EXERCISE GOAL: Working through the lines below, return each one that holds "inbound".

━━━ RECORDS FOR THIS TASK ━━━

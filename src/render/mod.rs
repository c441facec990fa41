//! # Rendering Module
//!
//! Raster plumbing between the canvas and the protocol codec.
//!
//! ## Modules
//!
//! - [`raster`]: packed 1-bit raster buffers with the stride invariant
//!   `stride == ceil(width * bpp / 8)`
//! - [`dither`]: Bayer 8x8 ordered dithering and fixed thresholding for
//!   converting grayscale intensity to binary output

pub mod dither;
pub mod raster;

pub use dither::Binarization;
pub use raster::RasterBuffer;
//! # Printer Transport Layer
//!
//! This module provides communication backends for the printer session.
//!
//! ## Available Transports
//!
//! - [`bluetooth`]: Bluetooth RFCOMM for wireless printing (Linux)
//! - [`tcp`]: Wi-Fi printers over TCP, with UDP broadcast discovery
//! - [`mock`]: scriptable in-memory transport for tests
//!
//! One session drives exactly one [`Transport`] at a time. All transports
//! are byte streams: framing and flow control live in the protocol codec and
//! the session worker, not here.

use std::time::Duration;

use serde::{Deserialize, Serialize};

use crate::error::RotuloError;

pub mod bluetooth;
pub mod mock;
pub mod tcp;

pub use bluetooth::BluetoothTransport;
pub use mock::{MockHandle, MockTransport};
pub use tcp::TcpTransport;

/// Physical channel a device is reached over.
#[derive(Debug, Clone, Copy, PartialEq, Eq, Serialize, Deserialize)]
#[serde(rename_all = "snake_case")]
pub enum TransportKind {
    Bluetooth,
    Wifi,
}

/// Connection lifecycle of the session's device.
#[derive(Debug, Clone, Copy, PartialEq, Eq)]
pub enum ConnectionState {
    Disconnected,
    Connecting,
    Connected,
    /// The link dropped underneath an open session
    Lost,
}

/// A discovered or connected printer.
///
/// For Bluetooth the address is the adapter MAC (or a bound RFCOMM device
/// path); for Wi-Fi it is `host:port`.
#[derive(Debug, Clone, PartialEq, Eq, Serialize, Deserialize)]
pub struct Device {
    pub name: String,
    pub kind: TransportKind,
    pub address: String,
}

impl Device {
    /// Bluetooth device by name and MAC address.
    pub fn bluetooth(name: impl Into<String>, mac: impl Into<String>) -> Self {
        Self {
            name: name.into(),
            kind: TransportKind::Bluetooth,
            address: mac.into(),
        }
    }

    /// Wi-Fi device by host and port.
    pub fn wifi(name: impl Into<String>, host: &str, port: u16) -> Self {
        Self {
            name: name.into(),
            kind: TransportKind::Wifi,
            address: format!("{}:{}", host, port),
        }
    }
}

/// Wi-Fi discovery record: one responder to the broadcast probe.
#[derive(Debug, Clone, PartialEq, Eq, Serialize, Deserialize)]
pub struct WifiPrinter {
    /// IP address of the printer
    pub address: String,
    /// Advertised printer name
    pub name: String,
    /// TCP port accepting print connections
    pub port: u16,
    /// Remaining client connection slots
    pub available_clients: u8,
}

impl From<WifiPrinter> for Device {
    fn from(p: WifiPrinter) -> Self {
        Device::wifi(p.name.clone(), &p.address, p.port)
    }
}

/// A bidirectional byte stream to a printer.
///
/// `send` must deliver the full buffer or fail; `try_recv` drains whatever
/// inbound bytes have arrived without blocking (frame reassembly happens in
/// the protocol decoder).
pub trait Transport: Send {
    /// Write all bytes to the device.
    fn send(&mut self, data: &[u8]) -> Result<(), RotuloError>;

    /// Drain pending inbound bytes. `Ok(None)` means nothing arrived.
    fn try_recv(&mut self) -> Result<Option<Vec<u8>>, RotuloError>;

    /// Whether the link is still believed up.
    fn is_open(&self) -> bool;

    /// Tear down the link. Idempotent.
    fn close(&mut self);

    /// Physical channel of this transport.
    fn kind(&self) -> TransportKind;
}

/// Discover nearby printers on the given channel.
///
/// Bluetooth discovery returns names only; Wi-Fi discovery returns full
/// [`WifiPrinter`] records (use [`tcp::discover_wifi`] directly to see
/// ports and client slots). The scan always resolves within `timeout`.
pub fn discover(kind: TransportKind, timeout: Duration) -> Result<Vec<Device>, RotuloError> {
    match kind {
        TransportKind::Bluetooth => bluetooth::scan(timeout),
        TransportKind::Wifi => Ok(tcp::discover_wifi(timeout)?
            .into_iter()
            .map(Device::from)
            .collect()),
    }
}

#[cfg(test)]
mod tests {
    use super::*;

    #[test]
    fn test_device_wifi_address() {
        let d = Device::wifi("B21-1A2B", "192.168.1.50", 9100);
        assert_eq!(d.address, "192.168.1.50:9100");
        assert_eq!(d.kind, TransportKind::Wifi);
    }

    #[test]
    fn test_wifi_printer_record_json() {
        // Wire format of a discovery reply datagram
        let json = r#"{"address":"192.168.1.50","name":"B21-1A2B","port":9100,"available_clients":2}"#;
        let p: WifiPrinter = serde_json::from_str(json).unwrap();
        assert_eq!(p.port, 9100);
        assert_eq!(p.available_clients, 2);
        let d: Device = p.into();
        assert_eq!(d.name, "B21-1A2B");
    }
}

━━━

FINAL ANSWER:
/// inbound bytes have arrived without blocking (frame reassembly happens in
    /// Drain pending inbound bytes. `Ok(None)` means nothing arrived.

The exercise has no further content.